Merge

  • L' Eomot Inversé (2/14/2013)


    Nice question. However, the explanation would have been better if it had pointed out that filters like this can be placed in the when matche/not matched conditions. In this merge statement the when clause should have been when not matched by target and src.RowNo = 1 if the intention was to get only the three rows with RowNo 1.

    Aaahh. The light bulbs are beginning to come on. Thanks for the added insight, Tom!

    Rob Schripsema
    Propack, Inc.

  • Nice question! Thanks

    Not all gray hairs are Dinosaurs!

  • As Tom said,

    the explanation would have been better if it had pointed out that filters like this can be placed in the when matche/not matched conditions.

    However, no one has called out that the explanation is actually flat out wrong. It is simply not true as claimed in the explanation that

    Statements in the on clause of the merge statement are only evaluated if they include a column in the destination table.

    The on clause is used to define how the source rows should be matched (joined) to any existing destination rows. In this case the statement said the rows should only be matched for the first row (RowNo=1) of each id in the source. When RowNo>1 then the source row is not a match for any destination row. At the point that the merge statement is run in the QOTD there are no rows in the destination for any source rows to join on regardless of the RowNo condition.

    The code below demonstrates that a merge statement does indeed evaluate the expressions (not "statements") in the on clause that do not include a column in the destination table.

    I modified the first merge statement (as Tom suggested) to move the RowNo = 1 condition to the WHEN NOT MATCHED clause so that it only inserts one non-matching row for each id. That way we actually get some rows into table B so we run another merge statement that has rows to join to in the destination table.

    The second merge statement uses the condition [font="Courier New"]src.id = dest.id and src.RowNo = 2[/font]. This statement only updates one row because only one source row matches a destination row on id and has [font="Courier New"]RowNo = 2[/font]. SQL Server does evaluate the [font="Courier New"]RowNo = 2[/font] condition even though it doesn't reference the destination table.

    use tempdb;

    go

    create table A (

    id int,

    val int

    );

    go

    insert into A values

    (1,1),

    (1,2),

    (2,3),

    (3,4);

    go

    create table B (

    id int primary key,

    val int

    );

    -- This merge statement inserts 3 rows.

    with CTE as (

    select

    id,

    val,

    row_number() over (partition by id order by val desc) as RowNo

    from A

    )

    merge into B dest

    using CTE src on

    src.id = dest.id

    when not matched by target and src.RowNo = 1 then

    insert (id, val)

    values (id, val);

    -- Returns 2

    select val from B where id = 1;

    -- This merge statement only updates 1 row.

    with CTE as (

    select

    id,

    val,

    row_number() over (partition by id order by val desc) as RowNo

    from A

    )

    merge into B dest

    using CTE src on src.id = dest.id and src.RowNo = 2

    when matched then

    update set val = src.val;

    -- Returns 1

    select val from B where id = 1;

    drop table A;

    drop table B;

  • Great question, Ole Kristian. Learned something new about the MERGE statement.

    Saludos,

    "El" Jerry.

    "A watt of Ottawa" - Gerardo Galvan

    To better understand your help request, please follow these best practices.[/url]

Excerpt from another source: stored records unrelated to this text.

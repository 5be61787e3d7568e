//! Configuration validation with aggregated errors.
//! - Aggregates all issues into Vec<String>
//! - Validates:
//!   * at least one side (client / issuer) is configured
//!   * client endpoint, header name, timing and retry invariants
//!   * issuer TTL, key material and client provisioning
//!   * logging level and server port

use std::collections::HashSet;

use http::HeaderName;
use reqwest::Url;
use tracing::{error, info};

use crate::config::settings::{RetryConfig, SettingsConfig};
use crate::config::sources::{ClientConfig, GenericSourceValue, IssuerConfig, KeysConfig, ServiceConfig};
use crate::utils::constants::MAX_TOKEN_TTL_SECONDS;

const LOG_LEVELS: [&str; 5] = ["trace", "debug", "info", "warn", "error"];
const MIN_KEY_BITS: usize = 2048;

/// Public entrypoint: returns Ok(()) or Err(Vec<String>) containing all issues.
pub fn validate_service_config(cfg: &ServiceConfig) -> Result<(), Vec<String>> {
    let mut errors: Vec<String> = Vec::new();

    validate_settings(&cfg.settings, &mut errors);

    if cfg.client.is_none() && cfg.issuer.is_none() {
        errors.push("config: neither 'client' nor 'issuer' is configured".to_string());
    }

    if let Some(client) = &cfg.client {
        validate_client(client, &mut errors);
    }

    if let Some(issuer) = &cfg.issuer {
        validate_issuer(issuer, &mut errors);
    }

    if errors.is_empty() {
        info!("config is valid");
        Ok(())
    } else {
        for e in &errors {
            error!("config validation: {}", e);
        }
        Err(errors)
    }
}

fn validate_settings(settings: &SettingsConfig, errors: &mut Vec<String>) {
    if let Some(logging) = &settings.logging {
        if !LOG_LEVELS.contains(&logging.level.to_lowercase().as_str()) {
            errors.push(format!(
                "settings.logging.level '{}' must be one of {:?}",
                logging.level, LOG_LEVELS
            ));
        }
    }

    if settings.server.port.parse::<u16>().is_err() {
        errors.push(format!("settings.server.port '{}' is not a valid port", settings.server.port));
    }

    if settings.metrics.is_enabled && !settings.metrics.path.starts_with('/') {
        errors.push(format!("settings.metrics.path '{}' must start with '/'", settings.metrics.path));
    }
}

fn validate_client(client: &ClientConfig, errors: &mut Vec<String>) {
    match Url::parse(&client.token_url) {
        Ok(url) if url.scheme() == "http" || url.scheme() == "https" => {}
        Ok(url) => errors.push(format!("client.token_url scheme '{}' is not http(s)", url.scheme())),
        Err(e) => errors.push(format!("client.token_url '{}' is invalid: {}", client.token_url, e)),
    }

    validate_non_blank_literal("client.client_id", &client.client_id, errors);
    validate_non_blank_literal("client.client_secret", &client.client_secret, errors);
    validate_scopes("client.scopes", &client.scopes, errors);

    if let Some(header_name) = &client.header_name {
        if !header_name.trim().is_empty() && HeaderName::from_bytes(header_name.trim().as_bytes()).is_err() {
            errors.push(format!("client.header_name '{}' is not a valid HTTP header name", header_name));
        }
    }

    if client.refresh_interval_seconds == Some(0) {
        errors.push("client.refresh_interval_seconds must be > 0".to_string());
    }
    if client.request_timeout_ms == Some(0) {
        errors.push("client.request_timeout_ms must be > 0".to_string());
    }

    if let Some(retry) = &client.retry {
        validate_retry(retry, errors);
    }

    if let Some(sink) = &client.sink {
        if sink.path.trim().is_empty() {
            errors.push("client.sink.path must not be empty".to_string());
        }
    }
}

fn validate_retry(retry: &RetryConfig, errors: &mut Vec<String>) {
    if retry.attempts == Some(0) {
        errors.push("client.retry.attempts must be >= 1".to_string());
    }
    if let (Some(base), Some(max)) = (retry.base_delay_ms, retry.max_delay_ms) {
        if base > max {
            errors.push(format!(
                "client.retry.base_delay_ms ({}) must be <= max_delay_ms ({})",
                base, max
            ));
        }
    }
}

fn validate_issuer(issuer: &IssuerConfig, errors: &mut Vec<String>) {
    if issuer.issuer.trim().is_empty() {
        errors.push("issuer.issuer must not be empty".to_string());
    }
    if issuer.audience.trim().is_empty() {
        errors.push("issuer.audience must not be empty".to_string());
    }
    if issuer.token_ttl_seconds == 0 {
        errors.push("issuer.token_ttl_seconds must be > 0".to_string());
    } else if issuer.token_ttl_seconds > MAX_TOKEN_TTL_SECONDS {
        errors.push(format!(
            "issuer.token_ttl_seconds {} exceeds {}",
            issuer.token_ttl_seconds, MAX_TOKEN_TTL_SECONDS
        ));
    }
    if let Some(path) = &issuer.token_path {
        if path.trim().is_empty() {
            errors.push("issuer.token_path must not be empty".to_string());
        }
    }

    if let KeysConfig::Ephemeral { bits: Some(bits) } = &issuer.keys {
        if *bits < MIN_KEY_BITS {
            errors.push(format!("issuer.keys.bits {} is below {}", bits, MIN_KEY_BITS));
        }
    }

    let mut seen = HashSet::new();
    for (i, client) in issuer.clients.iter().enumerate() {
        let id = client.id.trim();
        if id.is_empty() {
            errors.push(format!("issuer.clients[{}].id must not be empty", i));
        } else if id.contains(':') {
            errors.push(format!("issuer.clients['{}'].id must not contain ':'", id));
        } else if !seen.insert(id.to_owned()) {
            errors.push(format!("issuer.clients['{}'] is defined more than once", id));
        }
        validate_non_blank_literal(&format!("issuer.clients['{}'].secret", id), &client.secret, errors);
        validate_scopes(&format!("issuer.clients['{}'].scopes", id), &client.scopes, errors);
    }
}

fn validate_scopes(field: &str, scopes: &[String], errors: &mut Vec<String>) {
    for scope in scopes {
        if scope.trim().is_empty() {
            errors.push(format!("{} contains a blank scope", field));
        } else if scope.split_whitespace().count() > 1 {
            errors.push(format!("{} entry '{}' must be a single scope", field, scope));
        }
    }
}

/// Only literals can be checked before resolution.
fn validate_non_blank_literal(field: &str, value: &GenericSourceValue, errors: &mut Vec<String>) {
    if let GenericSourceValue::Literal { value } = value {
        if value.trim().is_empty() {
            errors.push(format!("{} must not be empty", field));
        }
    }
}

  • Matt Marston (2/14/2013)


    As Tom said,

    the explanation would have been better if it had pointed out that filters like this can be placed in the when matche/not matched conditions.

    However, no one has called out that the explanation is actually flat out wrong. It is simply not true as claimed in the explanation that

    Statements in the on clause of the merge statement are only evaluated if they include a column in the destination table.

    The on clause is used to define how the source rows should be matched (joined) to any existing destination rows. In this case the statement said the rows should only be matched for the first row (RowNo=1) of each id in the source. When RowNo>1 then the source row is not a match for any destination row. At the point that the merge statement is run in the QOTD there are no rows in the destination for any source rows to join on regardless of the RowNo condition.

    The code below demonstrates that a merge statement does indeed evaluate the expressions (not "statements") in the on clause that do not include a column in the destination table.

    This much is true. However, this is also true:

    It is important to specify only the columns from the target table that are used for matching purposes. That is, specify columns from the target table that are compared to the corresponding column of the source table. Do not attempt to improve query performance by filtering out rows in the target table in the ON clause, such as by specifying AND NOT target_table.column_x = value. Doing so may return unexpected and incorrect results.

    (from the reference in the answer: http://technet.microsoft.com/en-us/library/bb510625.aspx).

    While your code happened to work in this instance , it relies on behavior specifically described by Microsoft as non-deterministic, and so should be considered dangerous.

  • sknox (2/14/2013)


    It is important to specify only the columns from the target table that are used for matching purposes. That is, specify columns from the target table that are compared to the corresponding column of the source table. Do not attempt to improve query performance by filtering out rows in the target table in the ON clause, such as by specifying AND NOT target_table.column_x = value. Doing so may return unexpected and incorrect results.

    (from the reference in the answer: http://technet.microsoft.com/en-us/library/bb510625.aspx).

    While your code happened to work in this instance , it relies on behavior specifically described by Microsoft as non-deterministic, and so should be considered dangerous.

    My explanation might not be 100% accurate, but this is indeed the documentation I found when I ran into the issue demonstrated in the question. That it indeed may work in some cases just shows how difficult it is to create a QoT that is 100% correct in the current and coming versions of SQL Server.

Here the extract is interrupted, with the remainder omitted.